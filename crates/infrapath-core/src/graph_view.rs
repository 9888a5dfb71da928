// SPDX-License-Identifier: Apache-2.0
// © James Ross Ω FLYING•ROBOTS <https://github.com/flyingrobots>
//! Read-only view over a [`ResourceGraph`].
//!
//! Neighborhood queries and candidate scoring observe the graph through
//! [`GraphView`]; only the expander and the orchestrator mutate it.
use crate::constraint::EdgeData;
use crate::graph::ResourceGraph;
use crate::ident::ResourceId;
use crate::record::{ConcreteEdge, Resource};

/// Read-only view over a [`ResourceGraph`].
///
/// Do not add `Deref<Target = ResourceGraph>` or any method returning a
/// mutable reference to the graph.
#[derive(Debug, Clone, Copy)]
pub struct GraphView<'a> {
    graph: &'a ResourceGraph,
}

impl<'a> GraphView<'a> {
    /// Creates a new read-only view over the given graph.
    #[must_use]
    pub fn new(graph: &'a ResourceGraph) -> Self {
        Self { graph }
    }

    /// Returns a shared reference to a resource when it exists.
    #[must_use]
    pub fn resource(&self, id: &ResourceId) -> Option<&'a Resource> {
        self.graph.resource(id)
    }

    /// Returns `true` if a resource with `id` exists.
    #[must_use]
    pub fn contains(&self, id: &ResourceId) -> bool {
        self.graph.contains(id)
    }

    /// Returns `true` if the edge `source -> target` exists.
    #[must_use]
    pub fn has_edge(&self, source: &ResourceId, target: &ResourceId) -> bool {
        self.graph.has_edge(source, target)
    }

    /// Annotations attached to an edge, if any.
    #[must_use]
    pub fn edge_data(&self, source: &ResourceId, target: &ResourceId) -> Option<&'a EdgeData> {
        self.graph.edge_data(source, target)
    }

    /// Iterate over all resources in id order.
    pub fn resources(&self) -> impl Iterator<Item = &'a Resource> {
        self.graph.resources()
    }

    /// Iterate over all edges in `(source, target)` order.
    pub fn edges(&self) -> impl Iterator<Item = ConcreteEdge> + 'a {
        self.graph.edges()
    }

    /// Direct dependencies of `id`.
    pub fn targets_of(&self, id: &ResourceId) -> impl Iterator<Item = &'a ResourceId> {
        self.graph.targets_of(id)
    }

    /// Direct dependents of `id`.
    pub fn sources_of(&self, id: &ResourceId) -> impl Iterator<Item = &'a ResourceId> {
        self.graph.sources_of(id)
    }
}
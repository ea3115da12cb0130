//! HTTP request and response types described as plain data.
//!
//! # Design
//! Clients build `HttpRequest` values without touching the network and
//! interpret `HttpResponse` values after the fact. Only
//! [`TransportHandle::execute`](crate::TransportHandle::execute) performs I/O,
//! so request building and status handling stay deterministic and unit
//! testable.
//!
//! `HttpRequest::path` is relative to the transport's base address
//! (`/items/1`), never an absolute URL.

use crate::error::ClientError;

/// HTTP method for a request.
#[derive(Debug, Clone, Copy, PartialEq, Eq)]
pub enum HttpMethod {
    Get,
    Put,
}

impl HttpMethod {
    /// Resolve a declared verb (`GET`, `put`, ...) to a method.
    pub fn from_verb(verb: &str) -> Option<Self> {
        match verb.to_ascii_uppercase().as_str() {
            "GET" => Some(HttpMethod::Get),
            "PUT" => Some(HttpMethod::Put),
            _ => None,
        }
    }

    pub fn as_str(&self) -> &'static str {
        match self {
            HttpMethod::Get => "GET",
            HttpMethod::Put => "PUT",
        }
    }
}

/// An HTTP request described as plain data. Requests carry no body; headers
/// come from the transport's defaults.
#[derive(Debug, Clone, PartialEq, Eq)]
pub struct HttpRequest {
    pub method: HttpMethod,
    pub path: String,
}

impl HttpRequest {
    /// A `GET` for `path`.
    pub fn get(path: impl Into<String>) -> Self {
        Self {
            method: HttpMethod::Get,
            path: path.into(),
        }
    }
}

/// An HTTP response described as plain data. The body is already read to text.
#[derive(Debug, Clone, PartialEq, Eq)]
pub struct HttpResponse {
    pub status: u16,
    pub body: String,
}

impl HttpResponse {
    pub fn is_success(&self) -> bool {
        (200..300).contains(&self.status)
    }
}

/// Map any non-2xx status to `ClientError::HttpStatus`.
pub(crate) fn check_status(response: &HttpResponse) -> Result<(), ClientError> {
    if response.is_success() {
        return Ok(());
    }
    Err(ClientError::HttpStatus {
        status: response.status,
        body: response.body.clone(),
    })
}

- [Prompt] Every record in the listing above should be reproduced exactly.

- [Output below]
filename crates/infrapath-core/src/graph_view.rs
repository 9888a5dfb71da928
// SPDX-License-Identifier: Apache-2.0
// © James Ross Ω FLYING•ROBOTS <https://github.com/flyingrobots>
//! Read-only view over a [`ResourceGraph`].
//!
//! Neighborhood queries and candidate scoring observe the graph through
//! [`GraphView`]; only the expander and the orchestrator mutate it.
use crate::constraint::EdgeData;
use crate::graph::ResourceGraph;
use crate::ident::ResourceId;
use crate::record::{ConcreteEdge, Resource};

/// Read-only view over a [`ResourceGraph`].
///
/// Do not add `Deref<Target = ResourceGraph>` or any method returning a
/// mutable reference to the graph.
#[derive(Debug, Clone, Copy)]
pub struct GraphView<'a> {
    graph: &'a ResourceGraph,
}

impl<'a> GraphView<'a> {
    /// Creates a new read-only view over the given graph.
    #[must_use]
    pub fn new(graph: &'a ResourceGraph) -> Self {
        Self { graph }
    }

    /// Returns a shared reference to a resource when it exists.
    #[must_use]
    pub fn resource(&self, id: &ResourceId) -> Option<&'a Resource> {
        self.graph.resource(id)
    }

    /// Returns `true` if a resource with `id` exists.
    #[must_use]
    pub fn contains(&self, id: &ResourceId) -> bool {
        self.graph.contains(id)
    }

    /// Returns `true` if the edge `source -> target` exists.
    #[must_use]
    pub fn has_edge(&self, source: &ResourceId, target: &ResourceId) -> bool {
        self.graph.has_edge(source, target)
    }

    /// Annotations attached to an edge, if any.
    #[must_use]
    pub fn edge_data(&self, source: &ResourceId, target: &ResourceId) -> Option<&'a EdgeData> {
        self.graph.edge_data(source, target)
    }

    /// Iterate over all resources in id order.
    pub fn resources(&self) -> impl Iterator<Item = &'a Resource> {
        self.graph.resources()
    }

    /// Iterate over all edges in `(source, target)` order.
    pub fn edges(&self) -> impl Iterator<Item = ConcreteEdge> + 'a {
        self.graph.edges()
    }

    /// Direct dependencies of `id`.
    pub fn targets_of(&self, id: &ResourceId) -> impl Iterator<Item = &'a ResourceId> {
        self.graph.targets_of(id)
    }

    /// Direct dependents of `id`.
    pub fn sources_of(&self, id: &ResourceId) -> impl Iterator<Item = &'a ResourceId> {
        self.graph.sources_of(id)
    }
}
repository ea3115da12cb0130
//! HTTP request and response types described as plain data.
//!
//! # Design
//! Clients build `HttpRequest` values without touching the network and
//! interpret `HttpResponse` values after the fact. Only
//! [`TransportHandle::execute`](crate::TransportHandle::execute) performs I/O,
//! so request building and status handling stay deterministic and unit
//! testable.
//!
//! `HttpRequest::path` is relative to the transport's base address
//! (`/items/1`), never an absolute URL.

use crate::error::ClientError;

/// HTTP method for a request.
#[derive(Debug, Clone, Copy, PartialEq, Eq)]
pub enum HttpMethod {
    Get,
    Put,
}

impl HttpMethod {
    /// Resolve a declared verb (`GET`, `put`, ...) to a method.
    pub fn from_verb(verb: &str) -> Option<Self> {
        match verb.to_ascii_uppercase().as_str() {
            "GET" => Some(HttpMethod::Get),
            "PUT" => Some(HttpMethod::Put),
            _ => None,
        }
    }

    pub fn as_str(&self) -> &'static str {
        match self {
            HttpMethod::Get => "GET",
            HttpMethod::Put => "PUT",
        }
    }
}

/// An HTTP request described as plain data. Requests carry no body; headers
/// come from the transport's defaults.
#[derive(Debug, Clone, PartialEq, Eq)]
pub struct HttpRequest {
    pub method: HttpMethod,
    pub path: String,
}

impl HttpRequest {
    /// A `GET` for `path`.
    pub fn get(path: impl Into<String>) -> Self {
        Self {
            method: HttpMethod::Get,
            path: path.into(),
        }
    }
}

/// An HTTP response described as plain data. The body is already read to text.
#[derive(Debug, Clone, PartialEq, Eq)]
pub struct HttpResponse {
    pub status: u16,
    pub body: String,
}

impl HttpResponse {
    pub fn is_success(&self) -> bool {
        (200..300).contains(&self.status)
    }
}

/// Map any non-2xx status to `ClientError::HttpStatus`.
pub(crate) fn check_status(response: &HttpResponse) -> Result<(), ClientError> {
    if response.is_success() {
        return Ok(());
    }
    Err(ClientError::HttpStatus {
        status: response.status,
        body: response.body.clone(),
    })
}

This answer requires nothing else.